→ Task description: Only lines that contain the word "ConcurrencyMode" are to be returned from the data below.

→ Entries provided:
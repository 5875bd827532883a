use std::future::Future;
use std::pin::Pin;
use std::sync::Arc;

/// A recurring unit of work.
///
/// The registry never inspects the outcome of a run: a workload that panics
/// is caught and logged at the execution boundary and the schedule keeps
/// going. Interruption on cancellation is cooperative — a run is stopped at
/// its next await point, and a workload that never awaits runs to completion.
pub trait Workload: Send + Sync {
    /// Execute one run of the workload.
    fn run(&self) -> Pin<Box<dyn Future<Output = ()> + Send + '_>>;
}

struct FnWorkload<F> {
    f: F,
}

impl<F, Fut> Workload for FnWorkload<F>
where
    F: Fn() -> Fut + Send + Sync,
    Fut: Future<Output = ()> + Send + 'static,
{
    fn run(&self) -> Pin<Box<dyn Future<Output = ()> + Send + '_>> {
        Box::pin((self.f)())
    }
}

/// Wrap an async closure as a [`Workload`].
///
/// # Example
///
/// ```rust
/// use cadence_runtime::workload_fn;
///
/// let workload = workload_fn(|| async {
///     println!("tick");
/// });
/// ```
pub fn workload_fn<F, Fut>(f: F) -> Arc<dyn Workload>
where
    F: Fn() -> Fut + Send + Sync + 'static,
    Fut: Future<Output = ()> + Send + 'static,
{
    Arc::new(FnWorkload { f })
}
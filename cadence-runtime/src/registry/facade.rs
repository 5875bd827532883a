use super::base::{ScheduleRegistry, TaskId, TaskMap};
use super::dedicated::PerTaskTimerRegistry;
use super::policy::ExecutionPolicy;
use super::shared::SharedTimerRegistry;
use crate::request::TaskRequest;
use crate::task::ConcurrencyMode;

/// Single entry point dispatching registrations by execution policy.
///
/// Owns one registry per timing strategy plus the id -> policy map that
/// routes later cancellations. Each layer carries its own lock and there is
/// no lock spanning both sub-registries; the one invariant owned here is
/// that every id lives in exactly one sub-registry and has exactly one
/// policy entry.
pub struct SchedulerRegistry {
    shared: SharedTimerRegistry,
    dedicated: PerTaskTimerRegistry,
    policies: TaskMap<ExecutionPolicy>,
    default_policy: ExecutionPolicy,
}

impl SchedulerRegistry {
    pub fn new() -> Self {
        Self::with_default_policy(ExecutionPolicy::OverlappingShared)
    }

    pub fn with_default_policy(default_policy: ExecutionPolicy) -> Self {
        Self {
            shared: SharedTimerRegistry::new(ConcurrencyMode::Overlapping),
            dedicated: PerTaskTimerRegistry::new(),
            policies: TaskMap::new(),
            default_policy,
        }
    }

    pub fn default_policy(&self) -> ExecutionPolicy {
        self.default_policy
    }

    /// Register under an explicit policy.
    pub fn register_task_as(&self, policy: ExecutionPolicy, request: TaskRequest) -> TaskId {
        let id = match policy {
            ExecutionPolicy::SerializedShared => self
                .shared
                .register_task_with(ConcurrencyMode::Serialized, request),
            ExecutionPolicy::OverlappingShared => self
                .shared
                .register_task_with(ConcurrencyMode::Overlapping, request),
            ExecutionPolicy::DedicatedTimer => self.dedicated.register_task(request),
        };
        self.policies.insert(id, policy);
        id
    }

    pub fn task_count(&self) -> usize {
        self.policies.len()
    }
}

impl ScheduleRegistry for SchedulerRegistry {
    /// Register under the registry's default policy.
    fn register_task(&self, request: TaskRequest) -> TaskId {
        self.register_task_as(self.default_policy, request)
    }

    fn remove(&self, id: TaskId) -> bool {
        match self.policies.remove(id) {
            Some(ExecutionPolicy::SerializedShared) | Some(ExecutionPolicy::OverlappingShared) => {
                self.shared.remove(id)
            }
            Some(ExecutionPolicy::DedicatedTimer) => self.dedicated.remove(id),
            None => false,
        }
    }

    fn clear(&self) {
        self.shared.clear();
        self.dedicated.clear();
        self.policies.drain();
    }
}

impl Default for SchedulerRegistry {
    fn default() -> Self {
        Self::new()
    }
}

→ Final answer:
use crate::task::ConcurrencyMode;
            shared: SharedTimerRegistry::new(ConcurrencyMode::Overlapping),
                .register_task_with(ConcurrencyMode::Serialized, request),
                .register_task_with(ConcurrencyMode::Overlapping, request),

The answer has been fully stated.